Bir ülkeyi ayakta tutan, dünya uygarlık seviyesine çıkaracak olan ve ülkeye refah seviyesi sunma imkanı olan kişiler aslında sadece bir avuç yetişmiş insandır. Yetişmiş insan gücüne sahip olan ve bu elit grubu gerektiği gibi değerlendiren bütün ülkeler, o meşhur az gelişmişlik zincirini kırarak ileriye doğru yol alabilmişlerdir.

Osmanlı Devleti’nin son zamanlarında olduğu gibi, bu yetişmiş insan gücünden mahrum kalan, “kaht-ı rical” yaşayan ülkeler, çökmeye mahkum olmuşlardır. Türkiye son yıllarda hiçbir ülkeye nasip olmayacak(!) bir şekilde kendi kaht-ı ricalini kendisi oluşturarak bütün ülkeyi kendi yetişmiş evlatlarından mahrum bırakmıştır. Kanun hükmünde kararnamelerle, herhangi bir gerekçe ve hukuki zemin olmadan 150.000’in üzerinde yetişmiş insan gücü, ülkenin omuriliğinden söküp alınan sinirleri gibi çıkarılıp bir kenara koyuldu. Bu insanlar –modalaşmış ifadesiyle KHK’lılar– büyük haksızlıklara, büyük gadre uğradılar. Ve bugün düştükleri yerden tekrar doğrulmaya çalışıyorlar.

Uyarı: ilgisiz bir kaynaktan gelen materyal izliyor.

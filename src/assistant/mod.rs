//! Educational chat assistant and avatar image generation.
//!
//! The remote model sits behind `ChatModel` / `ImageModel` so conversations
//! and the avatar bootstrap can be driven by mocks in tests.

pub mod conversation;
pub mod gemini;
pub mod safety;

pub use conversation::{dispatch, ChatSession, Conversation, PendingTurn, TurnOutcome, TurnReply};
pub use gemini::GeminiClient;

use thiserror::Error;

use crate::models::ChatMessage;

#[derive(Error, Debug)]
pub enum AssistantError {
    #[error("The assistant is not configured (set GEMINI_API_KEY)")]
    NotConfigured,

    #[error("Cannot reach the assistant service at {0}")]
    Connection(String),

    #[error("HTTP client error: {0}")]
    HttpClient(String),

    #[error("Assistant service returned {status}: {body}")]
    Api { status: u16, body: String },

    #[error("Could not read the assistant response: {0}")]
    ResponseParsing(String),

    #[error("The assistant returned an empty response")]
    EmptyResponse,

    #[error("Message is empty")]
    EmptyMessage,

    #[error("Still waiting for the previous answer")]
    TurnInFlight,

    #[error("Background task failed: {0}")]
    Task(String),
}

/// One chat round trip. `history` holds the earlier exchanged turns of the
/// session, oldest first; `message` is the new user turn.
pub trait ChatModel: Send + Sync {
    fn send(&self, system: &str, history: &[ChatMessage], message: &str) -> Result<String, AssistantError>;
}

/// One-shot image generation. Returns an embeddable image reference.
pub trait ImageModel: Send + Sync {
    fn generate_image(&self, prompt: &str) -> Result<String, AssistantError>;
}

pub const SYSTEM_INSTRUCTION: &str = "You are a friendly and knowledgeable AI Oral Health \
Assistant for people in South Africa. Provide clear, accurate and easy-to-understand \
educational information about oral hygiene, common dental conditions and prevention. Where \
helpful, mention public dental services available in South Africa. You must not diagnose any \
condition and must not prescribe or recommend specific treatments or medication doses. If a \
user describes symptoms, explain possible general causes for education only and always advise \
them to see a qualified dentist or visit a public clinic. Keep answers concise and supportive.";

pub const GREETING: &str =
    "Hello! I'm your AI Oral Health Assistant for South Africa. How can I help you today?";

/// Suggested first questions for an empty conversation.
pub const QUICK_PROMPTS: &[&str] = &[
    "How often should I brush my teeth?",
    "What are the symptoms of gum disease?",
    "How can I prevent cavities?",
];

/// Model-turn text shown in place of an answer when a request fails.
pub fn error_reply(error: &AssistantError) -> String {
    format!("Sorry, something went wrong. {error}")
}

Biz KHK’lılar, kendimiz için bir şey yapmayacaksak, bilelim ki bunu bizim yerimize kimse yapmayacak. Birtakım hatalı işlemlerin muhatabı olmuş olsak da, havasını soluduğumuz suyunu içtiğimiz, mavi göğünün altında dolaştığımız bu ülkenin; çocuklarımızın yaşayacağı bu toprakların geleceği için dün olduğu gibi bugün de ne gerekiyorsa yapmalıyız. Ülke, keskin bir yol ayrımına giderken bunu en çok bugün yapmalıyız, ya da bir daha hiç yapmamalıyız.

Bizler bu topraklarda doğduk, bu topraklarda büyüdük, hayatımız bu topraklarda geçti ve bu topraklar için yaşıyoruz. Anadolu’nun kavruk yüzlü çocukları olarak yine bu ülke için elimizden gelen her şeyi ve her zaman ve her yerde yapmalıyız. Dün, çalıştığımız Devlet kademelerinde, yarın yine her yer ve kademede ve gerekirse 1920’den beri halkın sesi olan Türkiye Büyük Millet Meclisi‘nde… Hukuk rayının üzerinde bir tekeri üzerine yan yatan ülkeyi tutup tekrar yoluna almalıyız.

Kamu hukukundaki hiçbir yetki sahipsiz kalmaz. Eğer ortada bir yetki varsa ve onu ilgilisi kullanmıyorsa, muhakkak bir başkası gelir o yetkiyi sahiplenir ve kullanır. Hak edilen yeri başkasına terk etmek bir nevi o mevkie de hakarettir. O mevkiiden hizmet bekleyenlere de bir ihanettir. Artık bu bir tercih olmaktan öte bir mecburiyet haline gelmiştir. Ülkenin yaklaşan yol makasında, yetişmiş birimlerine acil ihtiyacı vardır.

Siyasetin artık bir kuyumcu hassasiyetine dönüştüğü ve oy oranları %0 noktalarla anılan partilerin arkasından koşulduğu böyle bir dönemde, KHK’lıların kendi siyasi güçlerinin farkına varmaları beklenir.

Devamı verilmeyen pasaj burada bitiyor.